THE PROBLEM
Nothing past the line containing "for diagnostic in" belongs in the output. Copy exactly every line of the data below from the first up to and including it.

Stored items
/---

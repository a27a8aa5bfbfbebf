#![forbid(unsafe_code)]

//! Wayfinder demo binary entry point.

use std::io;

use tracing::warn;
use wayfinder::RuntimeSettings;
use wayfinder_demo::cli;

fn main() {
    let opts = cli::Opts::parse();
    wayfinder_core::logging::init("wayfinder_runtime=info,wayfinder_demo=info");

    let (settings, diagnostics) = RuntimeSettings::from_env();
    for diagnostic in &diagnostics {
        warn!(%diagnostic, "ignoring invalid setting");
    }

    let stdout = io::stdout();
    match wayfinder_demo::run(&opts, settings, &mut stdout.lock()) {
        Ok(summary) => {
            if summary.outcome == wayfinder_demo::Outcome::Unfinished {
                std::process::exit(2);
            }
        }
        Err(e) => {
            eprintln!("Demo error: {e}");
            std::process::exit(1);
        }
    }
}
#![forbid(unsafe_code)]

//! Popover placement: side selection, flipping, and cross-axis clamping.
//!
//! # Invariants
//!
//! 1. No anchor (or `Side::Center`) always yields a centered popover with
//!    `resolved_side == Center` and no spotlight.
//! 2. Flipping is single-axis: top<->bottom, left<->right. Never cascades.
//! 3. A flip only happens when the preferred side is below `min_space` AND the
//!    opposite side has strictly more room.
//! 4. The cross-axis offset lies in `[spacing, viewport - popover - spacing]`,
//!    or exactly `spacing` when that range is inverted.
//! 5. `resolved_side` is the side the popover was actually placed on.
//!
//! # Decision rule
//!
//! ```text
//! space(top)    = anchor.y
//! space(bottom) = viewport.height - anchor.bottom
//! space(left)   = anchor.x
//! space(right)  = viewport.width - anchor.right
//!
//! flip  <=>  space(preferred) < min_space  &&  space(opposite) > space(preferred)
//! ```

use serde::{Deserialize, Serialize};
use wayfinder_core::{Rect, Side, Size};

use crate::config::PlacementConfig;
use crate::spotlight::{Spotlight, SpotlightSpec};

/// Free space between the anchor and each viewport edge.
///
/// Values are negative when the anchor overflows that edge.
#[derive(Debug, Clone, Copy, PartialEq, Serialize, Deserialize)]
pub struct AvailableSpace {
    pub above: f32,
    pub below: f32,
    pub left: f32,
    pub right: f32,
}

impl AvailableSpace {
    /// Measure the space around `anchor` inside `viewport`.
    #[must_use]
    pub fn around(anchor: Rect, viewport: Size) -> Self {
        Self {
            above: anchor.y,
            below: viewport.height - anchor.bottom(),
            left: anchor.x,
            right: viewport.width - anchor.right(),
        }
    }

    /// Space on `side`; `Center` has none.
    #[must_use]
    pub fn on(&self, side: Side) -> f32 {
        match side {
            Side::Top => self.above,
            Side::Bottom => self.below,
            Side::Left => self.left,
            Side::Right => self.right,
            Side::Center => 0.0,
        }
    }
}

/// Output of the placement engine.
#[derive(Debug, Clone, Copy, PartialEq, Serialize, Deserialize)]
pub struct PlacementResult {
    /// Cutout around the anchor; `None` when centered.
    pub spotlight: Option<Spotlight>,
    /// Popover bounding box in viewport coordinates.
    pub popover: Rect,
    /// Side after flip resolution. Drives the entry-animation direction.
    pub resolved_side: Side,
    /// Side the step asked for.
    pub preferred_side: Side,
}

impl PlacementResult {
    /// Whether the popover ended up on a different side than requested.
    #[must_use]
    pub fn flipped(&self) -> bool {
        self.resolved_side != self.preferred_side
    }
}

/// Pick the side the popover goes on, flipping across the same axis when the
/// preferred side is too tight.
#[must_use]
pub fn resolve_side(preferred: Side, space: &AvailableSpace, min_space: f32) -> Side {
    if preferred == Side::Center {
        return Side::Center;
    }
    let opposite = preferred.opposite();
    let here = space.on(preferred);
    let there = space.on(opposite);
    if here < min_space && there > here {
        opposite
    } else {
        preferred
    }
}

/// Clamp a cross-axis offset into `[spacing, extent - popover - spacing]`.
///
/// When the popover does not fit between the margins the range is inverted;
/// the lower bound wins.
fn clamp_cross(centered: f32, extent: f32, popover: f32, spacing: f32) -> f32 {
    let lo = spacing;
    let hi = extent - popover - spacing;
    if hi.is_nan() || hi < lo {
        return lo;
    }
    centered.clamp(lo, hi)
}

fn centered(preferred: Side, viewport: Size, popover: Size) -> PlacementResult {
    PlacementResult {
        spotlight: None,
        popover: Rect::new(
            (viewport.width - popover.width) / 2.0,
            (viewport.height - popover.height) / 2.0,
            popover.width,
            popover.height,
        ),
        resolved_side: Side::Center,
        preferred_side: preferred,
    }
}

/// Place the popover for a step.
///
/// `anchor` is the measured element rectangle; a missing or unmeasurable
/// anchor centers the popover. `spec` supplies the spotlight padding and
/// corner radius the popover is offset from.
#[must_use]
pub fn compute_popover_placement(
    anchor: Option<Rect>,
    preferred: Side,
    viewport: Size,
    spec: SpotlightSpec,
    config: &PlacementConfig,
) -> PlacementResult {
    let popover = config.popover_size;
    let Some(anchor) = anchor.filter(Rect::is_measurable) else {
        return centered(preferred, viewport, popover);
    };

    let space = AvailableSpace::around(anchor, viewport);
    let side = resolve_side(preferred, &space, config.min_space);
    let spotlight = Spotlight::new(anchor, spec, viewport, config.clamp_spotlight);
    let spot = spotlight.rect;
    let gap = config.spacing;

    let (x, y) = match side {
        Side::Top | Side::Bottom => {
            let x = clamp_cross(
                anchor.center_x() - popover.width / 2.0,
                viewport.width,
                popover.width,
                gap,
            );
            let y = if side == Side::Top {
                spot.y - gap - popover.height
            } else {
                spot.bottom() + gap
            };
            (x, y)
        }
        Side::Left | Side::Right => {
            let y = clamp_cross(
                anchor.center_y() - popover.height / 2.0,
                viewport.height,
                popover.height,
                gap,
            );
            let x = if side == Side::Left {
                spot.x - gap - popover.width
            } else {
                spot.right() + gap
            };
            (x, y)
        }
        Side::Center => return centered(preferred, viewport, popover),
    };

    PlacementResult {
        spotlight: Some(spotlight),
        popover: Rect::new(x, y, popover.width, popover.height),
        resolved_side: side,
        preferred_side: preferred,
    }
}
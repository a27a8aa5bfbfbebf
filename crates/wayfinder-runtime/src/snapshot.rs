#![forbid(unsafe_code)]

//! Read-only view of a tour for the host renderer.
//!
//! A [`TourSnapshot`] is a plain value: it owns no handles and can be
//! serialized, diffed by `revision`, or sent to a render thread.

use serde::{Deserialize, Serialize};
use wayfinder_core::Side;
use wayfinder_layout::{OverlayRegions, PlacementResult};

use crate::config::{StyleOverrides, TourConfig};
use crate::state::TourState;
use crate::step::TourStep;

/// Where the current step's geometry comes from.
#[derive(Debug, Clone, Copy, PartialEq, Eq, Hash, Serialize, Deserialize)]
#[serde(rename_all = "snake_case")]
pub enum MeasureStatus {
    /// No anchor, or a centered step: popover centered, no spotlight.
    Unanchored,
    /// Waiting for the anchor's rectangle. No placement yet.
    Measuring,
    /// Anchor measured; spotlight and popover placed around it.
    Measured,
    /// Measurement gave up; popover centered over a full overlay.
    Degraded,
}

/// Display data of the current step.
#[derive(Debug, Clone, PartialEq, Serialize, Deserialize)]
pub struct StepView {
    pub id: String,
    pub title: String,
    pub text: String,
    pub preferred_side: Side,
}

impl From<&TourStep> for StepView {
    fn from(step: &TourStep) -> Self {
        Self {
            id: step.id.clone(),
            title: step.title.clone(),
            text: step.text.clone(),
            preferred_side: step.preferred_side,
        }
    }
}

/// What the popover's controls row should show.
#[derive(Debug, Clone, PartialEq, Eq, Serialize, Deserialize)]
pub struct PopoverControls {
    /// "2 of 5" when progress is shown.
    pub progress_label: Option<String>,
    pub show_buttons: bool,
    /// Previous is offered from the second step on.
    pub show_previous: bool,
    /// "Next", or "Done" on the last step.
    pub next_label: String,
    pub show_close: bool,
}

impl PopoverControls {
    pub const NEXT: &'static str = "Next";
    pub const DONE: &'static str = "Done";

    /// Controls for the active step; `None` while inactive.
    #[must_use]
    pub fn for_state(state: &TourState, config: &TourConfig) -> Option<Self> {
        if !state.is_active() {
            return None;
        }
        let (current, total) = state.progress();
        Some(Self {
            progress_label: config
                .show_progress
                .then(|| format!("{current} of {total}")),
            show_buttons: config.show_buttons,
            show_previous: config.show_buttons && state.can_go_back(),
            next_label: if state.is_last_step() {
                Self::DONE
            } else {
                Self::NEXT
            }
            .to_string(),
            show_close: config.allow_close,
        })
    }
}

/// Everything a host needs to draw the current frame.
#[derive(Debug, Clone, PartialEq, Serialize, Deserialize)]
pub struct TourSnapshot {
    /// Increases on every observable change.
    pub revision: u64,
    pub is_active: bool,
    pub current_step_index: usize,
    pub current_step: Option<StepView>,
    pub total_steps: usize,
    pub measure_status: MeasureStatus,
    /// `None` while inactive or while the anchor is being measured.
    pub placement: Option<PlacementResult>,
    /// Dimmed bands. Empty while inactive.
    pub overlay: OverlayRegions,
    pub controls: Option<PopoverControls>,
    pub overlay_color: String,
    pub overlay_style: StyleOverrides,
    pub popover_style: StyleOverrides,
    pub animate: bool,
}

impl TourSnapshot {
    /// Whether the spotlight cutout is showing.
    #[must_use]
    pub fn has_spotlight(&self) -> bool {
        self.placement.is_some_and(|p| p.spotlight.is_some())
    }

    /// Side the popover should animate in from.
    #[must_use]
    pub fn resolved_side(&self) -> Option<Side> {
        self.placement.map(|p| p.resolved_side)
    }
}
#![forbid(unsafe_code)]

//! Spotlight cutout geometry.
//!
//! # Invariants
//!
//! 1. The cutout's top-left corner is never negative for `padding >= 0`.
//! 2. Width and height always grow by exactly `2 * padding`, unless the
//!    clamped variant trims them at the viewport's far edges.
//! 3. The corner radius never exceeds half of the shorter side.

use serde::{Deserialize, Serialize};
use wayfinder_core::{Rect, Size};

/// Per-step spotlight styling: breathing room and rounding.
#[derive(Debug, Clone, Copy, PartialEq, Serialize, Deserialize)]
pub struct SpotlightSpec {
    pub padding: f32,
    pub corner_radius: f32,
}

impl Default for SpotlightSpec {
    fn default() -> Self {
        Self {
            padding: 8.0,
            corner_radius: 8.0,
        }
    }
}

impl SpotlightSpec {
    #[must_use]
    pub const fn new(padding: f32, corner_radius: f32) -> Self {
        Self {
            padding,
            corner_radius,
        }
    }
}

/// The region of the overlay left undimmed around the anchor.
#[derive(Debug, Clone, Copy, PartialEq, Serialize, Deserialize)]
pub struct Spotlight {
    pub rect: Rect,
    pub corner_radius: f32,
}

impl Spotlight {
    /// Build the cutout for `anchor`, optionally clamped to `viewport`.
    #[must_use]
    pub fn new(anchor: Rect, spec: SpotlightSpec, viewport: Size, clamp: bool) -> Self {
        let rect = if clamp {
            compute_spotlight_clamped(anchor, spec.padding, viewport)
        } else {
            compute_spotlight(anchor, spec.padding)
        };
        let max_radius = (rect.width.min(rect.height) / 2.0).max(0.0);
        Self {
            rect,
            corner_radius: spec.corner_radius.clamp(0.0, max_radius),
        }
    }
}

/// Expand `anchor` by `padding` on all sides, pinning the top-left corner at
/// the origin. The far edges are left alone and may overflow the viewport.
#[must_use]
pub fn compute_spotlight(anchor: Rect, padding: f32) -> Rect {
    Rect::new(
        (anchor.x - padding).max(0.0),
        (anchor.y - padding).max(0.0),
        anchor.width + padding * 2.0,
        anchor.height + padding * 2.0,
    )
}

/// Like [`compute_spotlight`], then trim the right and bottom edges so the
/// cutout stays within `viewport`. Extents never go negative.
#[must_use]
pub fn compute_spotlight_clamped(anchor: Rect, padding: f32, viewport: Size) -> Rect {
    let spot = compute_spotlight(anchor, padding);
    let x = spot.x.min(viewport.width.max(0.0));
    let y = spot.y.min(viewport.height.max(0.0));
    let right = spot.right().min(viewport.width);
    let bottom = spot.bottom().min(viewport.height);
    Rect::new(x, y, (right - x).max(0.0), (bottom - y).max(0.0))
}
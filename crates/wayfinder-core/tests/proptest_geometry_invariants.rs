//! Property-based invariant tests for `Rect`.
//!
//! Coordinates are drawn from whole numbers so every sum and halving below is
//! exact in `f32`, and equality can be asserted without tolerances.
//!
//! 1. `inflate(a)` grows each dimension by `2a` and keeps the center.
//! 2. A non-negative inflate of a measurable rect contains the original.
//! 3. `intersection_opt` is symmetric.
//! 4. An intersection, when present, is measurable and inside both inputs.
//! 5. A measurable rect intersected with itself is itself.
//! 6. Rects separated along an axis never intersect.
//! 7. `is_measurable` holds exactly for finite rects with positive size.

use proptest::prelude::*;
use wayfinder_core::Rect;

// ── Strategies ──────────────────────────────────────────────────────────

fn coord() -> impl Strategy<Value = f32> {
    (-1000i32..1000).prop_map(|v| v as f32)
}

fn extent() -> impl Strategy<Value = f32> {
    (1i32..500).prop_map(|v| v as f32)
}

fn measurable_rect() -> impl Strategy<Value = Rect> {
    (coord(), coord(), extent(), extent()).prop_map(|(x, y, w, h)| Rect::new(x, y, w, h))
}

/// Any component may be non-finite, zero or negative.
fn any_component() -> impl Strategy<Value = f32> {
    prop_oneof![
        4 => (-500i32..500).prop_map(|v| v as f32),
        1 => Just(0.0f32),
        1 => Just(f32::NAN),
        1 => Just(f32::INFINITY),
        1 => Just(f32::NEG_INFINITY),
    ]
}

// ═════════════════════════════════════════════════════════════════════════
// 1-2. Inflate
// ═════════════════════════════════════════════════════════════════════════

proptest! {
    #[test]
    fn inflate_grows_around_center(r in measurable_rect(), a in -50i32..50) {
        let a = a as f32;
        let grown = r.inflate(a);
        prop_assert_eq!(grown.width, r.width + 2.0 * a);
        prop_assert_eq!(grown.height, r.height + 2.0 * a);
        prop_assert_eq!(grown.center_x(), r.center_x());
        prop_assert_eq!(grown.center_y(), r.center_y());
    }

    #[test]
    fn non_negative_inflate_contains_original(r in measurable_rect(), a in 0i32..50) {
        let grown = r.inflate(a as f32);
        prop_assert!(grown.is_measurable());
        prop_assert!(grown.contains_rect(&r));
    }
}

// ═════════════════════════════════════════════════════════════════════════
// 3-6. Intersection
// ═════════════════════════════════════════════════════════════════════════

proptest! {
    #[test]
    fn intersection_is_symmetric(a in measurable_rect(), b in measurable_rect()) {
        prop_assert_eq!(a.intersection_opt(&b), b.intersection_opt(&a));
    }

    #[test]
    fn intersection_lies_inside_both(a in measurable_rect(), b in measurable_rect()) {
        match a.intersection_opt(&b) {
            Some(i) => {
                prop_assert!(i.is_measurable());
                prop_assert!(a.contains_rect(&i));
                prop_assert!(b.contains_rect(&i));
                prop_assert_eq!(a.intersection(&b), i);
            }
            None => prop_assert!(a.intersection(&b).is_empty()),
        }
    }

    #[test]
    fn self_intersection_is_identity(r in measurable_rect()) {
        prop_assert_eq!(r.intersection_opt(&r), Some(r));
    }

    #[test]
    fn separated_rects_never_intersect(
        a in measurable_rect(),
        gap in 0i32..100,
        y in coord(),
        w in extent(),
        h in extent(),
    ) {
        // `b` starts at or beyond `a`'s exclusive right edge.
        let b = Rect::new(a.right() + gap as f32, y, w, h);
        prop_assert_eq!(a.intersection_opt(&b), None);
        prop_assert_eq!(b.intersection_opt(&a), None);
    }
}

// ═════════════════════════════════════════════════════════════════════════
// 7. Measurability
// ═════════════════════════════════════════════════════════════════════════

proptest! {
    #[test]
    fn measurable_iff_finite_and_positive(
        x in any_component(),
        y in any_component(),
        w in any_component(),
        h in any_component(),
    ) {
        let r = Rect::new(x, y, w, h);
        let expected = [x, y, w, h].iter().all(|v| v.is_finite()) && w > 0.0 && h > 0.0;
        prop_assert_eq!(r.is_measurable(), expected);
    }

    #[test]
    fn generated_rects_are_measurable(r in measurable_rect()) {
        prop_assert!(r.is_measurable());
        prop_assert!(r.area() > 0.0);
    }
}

\---

ANSWER SECTION
repository a27a8aa5bfbfbebf
#![forbid(unsafe_code)]

//! Wayfinder demo binary entry point.

use std::io;

use tracing::warn;
use wayfinder::RuntimeSettings;
use wayfinder_demo::cli;

fn main() {
    let opts = cli::Opts::parse();
    wayfinder_core::logging::init("wayfinder_runtime=info,wayfinder_demo=info");

    let (settings, diagnostics) = RuntimeSettings::from_env();
    for diagnostic in &diagnostics {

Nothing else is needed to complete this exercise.